▶ _Task_
Check every line in the listing below for "width". Copy the ones where it occurs.

▶ _Information given_
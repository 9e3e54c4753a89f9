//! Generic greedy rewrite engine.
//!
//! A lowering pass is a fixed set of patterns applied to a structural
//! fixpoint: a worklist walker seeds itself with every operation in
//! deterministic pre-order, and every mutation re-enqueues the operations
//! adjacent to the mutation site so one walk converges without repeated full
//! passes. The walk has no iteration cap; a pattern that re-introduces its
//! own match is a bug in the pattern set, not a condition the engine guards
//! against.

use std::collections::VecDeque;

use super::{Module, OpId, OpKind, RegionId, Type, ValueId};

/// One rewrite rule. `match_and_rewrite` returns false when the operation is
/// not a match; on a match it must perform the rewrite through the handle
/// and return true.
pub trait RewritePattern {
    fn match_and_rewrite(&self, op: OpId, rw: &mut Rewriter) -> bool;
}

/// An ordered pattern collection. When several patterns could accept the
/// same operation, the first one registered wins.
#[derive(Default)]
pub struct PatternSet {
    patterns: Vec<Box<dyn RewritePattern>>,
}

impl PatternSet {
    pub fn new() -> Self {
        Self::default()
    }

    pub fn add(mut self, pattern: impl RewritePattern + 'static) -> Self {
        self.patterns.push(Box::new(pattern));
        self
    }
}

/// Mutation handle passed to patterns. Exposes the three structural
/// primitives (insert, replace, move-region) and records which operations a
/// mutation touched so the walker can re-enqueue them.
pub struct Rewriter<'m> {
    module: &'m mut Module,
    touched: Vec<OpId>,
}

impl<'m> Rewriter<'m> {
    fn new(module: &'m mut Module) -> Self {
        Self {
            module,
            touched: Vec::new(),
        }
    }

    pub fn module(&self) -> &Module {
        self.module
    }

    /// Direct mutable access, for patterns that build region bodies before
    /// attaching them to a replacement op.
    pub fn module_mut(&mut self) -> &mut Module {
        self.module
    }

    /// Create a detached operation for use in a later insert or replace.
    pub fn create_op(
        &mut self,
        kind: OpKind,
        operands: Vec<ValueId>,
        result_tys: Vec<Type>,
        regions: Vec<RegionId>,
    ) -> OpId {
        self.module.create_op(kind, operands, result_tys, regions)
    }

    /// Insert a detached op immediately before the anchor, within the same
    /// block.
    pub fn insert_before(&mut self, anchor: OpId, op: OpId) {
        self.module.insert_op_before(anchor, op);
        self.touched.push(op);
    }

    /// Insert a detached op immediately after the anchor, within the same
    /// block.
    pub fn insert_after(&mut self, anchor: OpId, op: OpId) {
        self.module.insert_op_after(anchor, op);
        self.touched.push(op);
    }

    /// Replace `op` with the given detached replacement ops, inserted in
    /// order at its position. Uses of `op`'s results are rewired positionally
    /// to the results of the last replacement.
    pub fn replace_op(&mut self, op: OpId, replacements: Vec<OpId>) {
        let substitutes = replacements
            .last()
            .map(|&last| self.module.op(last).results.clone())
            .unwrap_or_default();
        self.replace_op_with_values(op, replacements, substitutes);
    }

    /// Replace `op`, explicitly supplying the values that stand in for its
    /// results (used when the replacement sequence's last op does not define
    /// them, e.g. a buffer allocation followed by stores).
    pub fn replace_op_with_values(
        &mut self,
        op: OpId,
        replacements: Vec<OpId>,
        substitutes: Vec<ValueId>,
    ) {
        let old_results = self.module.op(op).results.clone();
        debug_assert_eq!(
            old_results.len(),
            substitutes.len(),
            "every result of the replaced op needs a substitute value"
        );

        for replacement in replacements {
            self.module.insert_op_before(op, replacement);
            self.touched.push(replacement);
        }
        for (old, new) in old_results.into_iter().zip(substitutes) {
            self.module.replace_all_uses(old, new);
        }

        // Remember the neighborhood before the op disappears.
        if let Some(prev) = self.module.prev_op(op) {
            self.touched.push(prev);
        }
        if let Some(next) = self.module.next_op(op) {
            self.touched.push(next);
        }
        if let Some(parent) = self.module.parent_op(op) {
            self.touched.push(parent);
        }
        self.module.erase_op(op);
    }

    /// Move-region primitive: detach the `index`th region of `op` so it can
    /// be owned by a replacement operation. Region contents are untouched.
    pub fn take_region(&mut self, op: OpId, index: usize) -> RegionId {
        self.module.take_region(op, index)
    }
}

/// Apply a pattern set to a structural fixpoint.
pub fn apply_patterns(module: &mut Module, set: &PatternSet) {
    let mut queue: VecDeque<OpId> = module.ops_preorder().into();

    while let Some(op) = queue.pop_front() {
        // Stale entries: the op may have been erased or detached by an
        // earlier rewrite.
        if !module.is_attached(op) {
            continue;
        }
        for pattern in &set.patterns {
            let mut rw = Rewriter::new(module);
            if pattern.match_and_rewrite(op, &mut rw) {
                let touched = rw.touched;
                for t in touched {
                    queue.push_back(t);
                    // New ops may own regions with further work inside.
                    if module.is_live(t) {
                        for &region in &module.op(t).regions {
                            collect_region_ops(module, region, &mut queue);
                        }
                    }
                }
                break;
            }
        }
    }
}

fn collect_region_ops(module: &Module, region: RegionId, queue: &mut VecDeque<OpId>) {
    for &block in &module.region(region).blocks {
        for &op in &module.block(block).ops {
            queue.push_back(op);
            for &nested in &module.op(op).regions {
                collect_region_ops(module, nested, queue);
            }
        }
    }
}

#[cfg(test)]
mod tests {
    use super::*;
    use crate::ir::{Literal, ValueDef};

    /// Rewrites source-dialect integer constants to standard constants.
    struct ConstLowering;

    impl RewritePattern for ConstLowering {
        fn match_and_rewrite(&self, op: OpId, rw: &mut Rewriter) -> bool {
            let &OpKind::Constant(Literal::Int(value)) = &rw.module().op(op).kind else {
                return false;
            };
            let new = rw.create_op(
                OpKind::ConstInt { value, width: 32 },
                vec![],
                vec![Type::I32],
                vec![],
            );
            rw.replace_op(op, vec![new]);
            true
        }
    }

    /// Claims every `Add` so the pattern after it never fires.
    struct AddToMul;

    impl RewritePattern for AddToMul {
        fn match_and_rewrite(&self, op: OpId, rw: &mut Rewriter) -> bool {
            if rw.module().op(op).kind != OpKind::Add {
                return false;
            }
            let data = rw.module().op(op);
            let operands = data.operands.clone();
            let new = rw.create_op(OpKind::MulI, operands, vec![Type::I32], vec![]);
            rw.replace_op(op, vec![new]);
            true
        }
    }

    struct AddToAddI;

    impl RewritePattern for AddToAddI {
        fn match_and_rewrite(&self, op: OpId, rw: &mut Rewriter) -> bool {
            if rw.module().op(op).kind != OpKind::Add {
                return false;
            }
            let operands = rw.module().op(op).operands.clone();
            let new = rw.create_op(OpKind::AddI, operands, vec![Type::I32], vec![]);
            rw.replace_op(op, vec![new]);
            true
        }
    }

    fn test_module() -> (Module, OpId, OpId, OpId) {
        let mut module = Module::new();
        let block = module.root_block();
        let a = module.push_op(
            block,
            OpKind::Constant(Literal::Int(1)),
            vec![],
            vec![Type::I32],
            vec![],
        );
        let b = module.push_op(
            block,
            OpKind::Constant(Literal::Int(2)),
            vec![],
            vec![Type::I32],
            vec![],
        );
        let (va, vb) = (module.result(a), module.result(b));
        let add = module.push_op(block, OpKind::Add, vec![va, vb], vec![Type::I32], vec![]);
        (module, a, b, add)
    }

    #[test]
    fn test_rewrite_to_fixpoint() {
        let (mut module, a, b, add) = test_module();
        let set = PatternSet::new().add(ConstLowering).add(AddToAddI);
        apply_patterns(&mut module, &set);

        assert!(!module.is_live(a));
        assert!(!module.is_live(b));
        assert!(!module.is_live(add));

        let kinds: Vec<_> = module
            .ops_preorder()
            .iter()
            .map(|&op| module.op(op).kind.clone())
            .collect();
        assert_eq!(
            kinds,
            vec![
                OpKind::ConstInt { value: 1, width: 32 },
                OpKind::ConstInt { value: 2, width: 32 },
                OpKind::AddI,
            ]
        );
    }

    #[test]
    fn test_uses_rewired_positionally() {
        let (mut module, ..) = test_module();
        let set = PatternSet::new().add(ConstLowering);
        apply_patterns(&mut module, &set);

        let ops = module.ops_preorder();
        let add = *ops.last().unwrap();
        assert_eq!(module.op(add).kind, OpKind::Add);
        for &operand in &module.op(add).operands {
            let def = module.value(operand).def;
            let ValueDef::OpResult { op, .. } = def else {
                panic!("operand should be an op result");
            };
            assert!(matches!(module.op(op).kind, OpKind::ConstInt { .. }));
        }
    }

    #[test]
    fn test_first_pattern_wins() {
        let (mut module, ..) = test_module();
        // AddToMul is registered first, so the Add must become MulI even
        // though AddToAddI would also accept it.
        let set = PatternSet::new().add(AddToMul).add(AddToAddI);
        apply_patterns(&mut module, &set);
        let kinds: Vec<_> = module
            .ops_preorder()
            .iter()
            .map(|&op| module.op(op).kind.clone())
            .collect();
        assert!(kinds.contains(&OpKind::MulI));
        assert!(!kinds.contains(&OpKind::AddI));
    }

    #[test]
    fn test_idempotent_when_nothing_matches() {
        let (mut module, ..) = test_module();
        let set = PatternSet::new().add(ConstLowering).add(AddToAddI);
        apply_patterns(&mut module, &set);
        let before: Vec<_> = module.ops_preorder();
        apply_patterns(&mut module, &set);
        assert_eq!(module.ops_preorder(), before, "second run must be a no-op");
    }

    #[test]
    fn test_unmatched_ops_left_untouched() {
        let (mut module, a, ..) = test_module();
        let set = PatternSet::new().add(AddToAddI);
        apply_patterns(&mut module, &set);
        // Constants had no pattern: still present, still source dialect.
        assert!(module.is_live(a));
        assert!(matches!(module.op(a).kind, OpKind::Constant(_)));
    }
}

▶ _Completed task_
                OpKind::ConstInt { value, width: 32 },
                OpKind::ConstInt { value: 1, width: 32 },
                OpKind::ConstInt { value: 2, width: 32 },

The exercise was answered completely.